Ok, most of us are familiar with some ways companies use to track us; GPS coordinates, IP address, pedometers, cookies, position of the rear-faced camera in order to find the direction we’re headed are just some of the examples how we can be tracked every minute, every second of the day. But now, researchers found out that you can be tracked even with your battery status and percentage. Sounds impossible? It isn’t.
Since mobile devices are already taking over the world, site owners needed a tool which would help them in finding out your battery percentage in order to know when to show you a low-power version of sites. This isn’t problematic at all at the first glance since, basically, they want to make sure that your device doesn’t go off while visiting a certain site. Battery status API saw the light of day in HTML5 and is already built in Firefox, Chrome, and Opera. Browsers introduced the API around one year ago, but as soon as it was presented researchers stated that, although it’s primary use is finding out battery percentage in order to show you low-power site version, it can be used to track on users (or to spy on users, if that sounds better).
Basically, it combines your battery percentage and battery life in seconds in order to provide 14m (million) combination, a pseudo-unique identifier for each and every device. For instance, when you go to Rotten Tomatoes to find out score for some movie, and after visit IMDB via private browsing option so you can look for an actress/actor without your girlfriend/boyfriend seeing it (which pipes your IP through a secure VPN) it is very difficult to associate those two visits to the same device. But, since there are the same ads showed on both sites, you can be tracked via battery status we mentioned earlier, providing one in 14 million chance devices aren’t the same. So basically, ad providers are pretty sure that device was yours in both cases.

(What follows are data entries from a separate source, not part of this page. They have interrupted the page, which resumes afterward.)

//! Common utilities used across the crate.
//!
//! Slice statistics shared by the histogram builder and the threshold sweep,
//! plus the parallelism flag passed to batch operations.

use rayon::prelude::*;
use serde::{Deserialize, Serialize};

// =============================================================================
// Statistical Utilities
// =============================================================================

/// Sorted, deduplicated copy of `values`.
///
/// NaN values are dropped. Equality is exact (`==`), so `0.1 + 0.2` and `0.3`
/// stay distinct.
pub fn sorted_unique(values: &[f64]) -> Vec<f64> {
    let mut out: Vec<f64> = values.iter().copied().filter(|v| !v.is_nan()).collect();
    out.sort_by(f64::total_cmp);
    out.dedup();
    out
}

/// Percentile of an already sorted slice using linear interpolation.
///
/// Matches the default ("linear") method of numpy's `percentile`: the rank
/// `q / 100 * (n - 1)` is split into an integer part and a fraction, and the
/// result interpolates between the two neighbouring values.
///
/// # Returns
/// `f64::NAN` if `sorted` is empty.
pub fn percentile_sorted(sorted: &[f64], q: f64) -> f64 {
    let n = sorted.len();
    if n == 0 {
        return f64::NAN;
    }
    if n == 1 {
        return sorted[0];
    }

    let rank = (q.clamp(0.0, 100.0) / 100.0) * (n - 1) as f64;
    let lo = rank.floor() as usize;
    let hi = rank.ceil() as usize;
    if lo == hi {
        return sorted[lo];
    }
    let frac = rank - lo as f64;
    sorted[lo] + (sorted[hi] - sorted[lo]) * frac
}

/// `count` evenly spaced values over `[start, end]`, both endpoints included.
///
/// Equivalent to numpy's `linspace(start, end, count)`.
pub fn linspace(start: f64, end: f64, count: usize) -> Vec<f64> {
    match count {
        0 => Vec::new(),
        1 => vec![start],
        _ => {
            let step = (end - start) / (count - 1) as f64;
            (0..count)
                .map(|i| if i == count - 1 { end } else { start + step * i as f64 })
                .collect()
        }
    }
}

/// Index of the maximum value; ties resolve to the first occurrence.
///
/// Returns `None` for an empty slice. NaN never wins.
pub fn argmax_first(values: &[f64]) -> Option<usize> {
    let mut best: Option<(usize, f64)> = None;
    for (i, &v) in values.iter().enumerate() {
        match best {
            Some((_, b)) if v <= b || v.is_nan() => {}
            _ if v.is_nan() => {}
            _ => best = Some((i, v)),
        }
    }
    best.map(|(i, _)| i)
}

// =============================================================================
// Parallelism Configuration
// =============================================================================

/// Whether parallel execution is allowed.
///
/// This is a simple flag passed to batch prediction and threshold sweeps.
/// When `Parallel`, components may use `rayon` parallel iterators on the
/// global pool; they never manage thread pools themselves.
#[derive(Clone, Copy, Debug, Default, PartialEq, Eq, Serialize, Deserialize)]
#[serde(rename_all = "snake_case")]
pub enum Parallelism {
    #[default]
    Sequential,
    Parallel,
}

impl Parallelism {
    /// Returns `true` if parallel execution is allowed.
    #[inline]
    pub fn is_parallel(self) -> bool {
        matches!(self, Parallelism::Parallel)
    }

    /// Map `f` over `items`, in parallel if allowed. Output order matches input order.
    pub fn map_collect<T, R, F>(self, items: &[T], f: F) -> Vec<R>
    where
        T: Sync,
        R: Send,
        F: Fn(&T) -> R + Sync + Send,
    {
        if self.is_parallel() {
            items.par_iter().map(f).collect()
        } else {
            items.iter().map(f).collect()
        }
    }
}
//! Decision tree domain representation.
//!
//! This module provides:
//! - [`TreeNode`]: the split/leaf sum type shared by trained and hand-built trees
//! - [`LeafNode`] / [`SplitNode`]: the variant payloads
//! - [`goes_left`]: the single split rule used by conversion, partitioning and
//!   prediction
//!
//! Trees are strictly binary and own their children; there is no sharing and
//! no cycles.

mod node;

pub use node::{LeafNode, SplitNode, TreeNode};

/// Split rule: a value goes to the left child iff `value <= threshold`.
///
/// Every component that routes samples (conversion, manual partitioning,
/// prediction) calls this function, so a value equal to the threshold always
/// lands on the same side.
#[inline]
pub fn goes_left(value: f64, threshold: f64) -> bool {
    value <= threshold
}

#[cfg(test)]
mod tests {
    use super::*;

    #[test]
    fn equal_value_goes_left() {
        assert!(goes_left(5.0, 5.0));
        assert!(goes_left(4.0, 5.0));
        assert!(!goes_left(6.0, 5.0));
        assert!(!goes_left(f64::NAN, 5.0));
    }
}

Steve Engelhard and Arvind Narayanan, two researchers from Princeton University proved that this happens in real world. They’ve run a specially modified browser and found out that battery data (through two tracking scripts) is used in order to mark users (or better to say their devices), allowing the browsers to track you across multiple visits. So, basically, private browsing mode on mobile devices doesn’t mean a thing, you’ll be tracked one way or another, but at least your history won’t be saved so others can see it.